* **What to work on**: Across the listing below, count the lines that mention the string "UserLanes". Reply with the figure only.

* **Information**:
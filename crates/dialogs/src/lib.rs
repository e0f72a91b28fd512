//! Session dispatch core.
//!
//! Inbound chat notifications are classified into [`Event`]s and routed to
//! the caller's in-progress command [`Session`], which advances exactly one
//! step per event. The [`SessionRegistry`] holds at most one session per user;
//! [`UserLanes`] keeps each user's events in receipt order while different
//! users proceed concurrently.
//!
//! Storage, rendering, localization and the chat transport are collaborators
//! reached through the traits in [`store`], [`render`], [`i18n`] and
//! [`outbound`].

pub mod command;
pub mod dispatch;
pub mod effects;
pub mod error;
pub mod event;
pub mod factory;
pub mod flows;
pub mod i18n;
pub mod identity;
pub mod lanes;
pub mod memory;
pub mod outbound;
pub mod policy;
pub mod registry;
pub mod render;
pub mod reply;
pub mod search;
pub mod session;
pub mod store;
pub mod validate;

#[cfg(test)]
pub(crate) mod testing;

pub use {
    command::{CommandDescriptor, CommandKind},
    dispatch::{Dispatched, Dispatcher},
    error::{Error, Result},
    event::{Event, ImageRef, Inbound, InboundPayload, Sender},
    lanes::UserLanes,
    registry::{Claim, SessionRegistry},
    session::{Accumulated, Session, Step},
};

* **The completed task**: 2